You still may not know whether you want to medicate your child or not. If it helps at all, one teacher-parent said she'd medicate her child if the child were in school, but not if she were homeschooled. In public school, it is difficult to control the environment sufficiently to address the needs of the child on an ongoing basis, so it is often better to 'make' the child fit the environment. home schooling parents can modify the environment and school situation sufficiently, so the child doesn't have to be 'modified'. Whether you choose medication, or not, could very well be dependent upon the bigger picture of your child's daily routine and needs.
While it may be difficult to think of modifying your child through medication, if your child is in public school, that may be the best decision for your child in the long-term. If you do decide to medicate your child, it will help you to find a doctor who specializes in ADHD issues. A specialist will be able to direct you in more of the aspects of dealing with ADHD than a general practioner, who may have insufficient knowledge of the specific problems and issues your child will be facing with ADHD.
Benefits of medication may include more immediate control of a child's behavior, immediate improvement in a child's ability to concentrate, and more 'availability' for learning based tasks. The level of improvement and immediacy of it will depend totally on the appropriateness of the selected medication and dose for your individual child. If the doctor happens to select a perfect match, you are set immediately. Most often, some modifications to medicines or dosages are required through an adjustment period.During the period when your doctor is trying to determine the best medication and dosage for your child, you may go through periods when your child has behavioral changes, changes in appetite, disrupted sleep patterns, etc. Talk with your doctor about any symptoms that are of concern, particularly those having any significant impact on your child.

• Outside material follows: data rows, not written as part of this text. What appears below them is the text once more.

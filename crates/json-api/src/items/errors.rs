//! Errors

use salvo::http::StatusError;
use tracing::error;

use bazaar_app::domain::items::ItemsServiceError;

pub(crate) fn into_status_error(error: ItemsServiceError) -> StatusError {
    match error {
        ItemsServiceError::NotFound => StatusError::not_found(),
        ItemsServiceError::Sql(source) => {
            error!("item lookup failed: {source}");

            StatusError::internal_server_error()
        }
    }
}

Parents who have chosen medication give mixed testimony. Some have had dramatic, and outstanding results. Others have had a difficult road with many modifications in the child's medication with few definitive results. Some parents mourn the loss of a 'spark' their child once had, whereas others say they noticed no personality changes in their child. Likewise, some people who initially decided against medication had poor results and realized a tremendous turn-around once they decided to medicate. The outcome with medication will be very individualized for your child, and the outcome cannot be accurately guessed without trying medication to see how it affects your child.
What ever your decision may be, always remember you can change it if you need to. In all likelihood, it will take a period of adjustment, no matter which route you choose. If nothing else, I hope this page has given you some ideas about ways to help your child. Maybe it will even have cleared "to medicate, or not" question.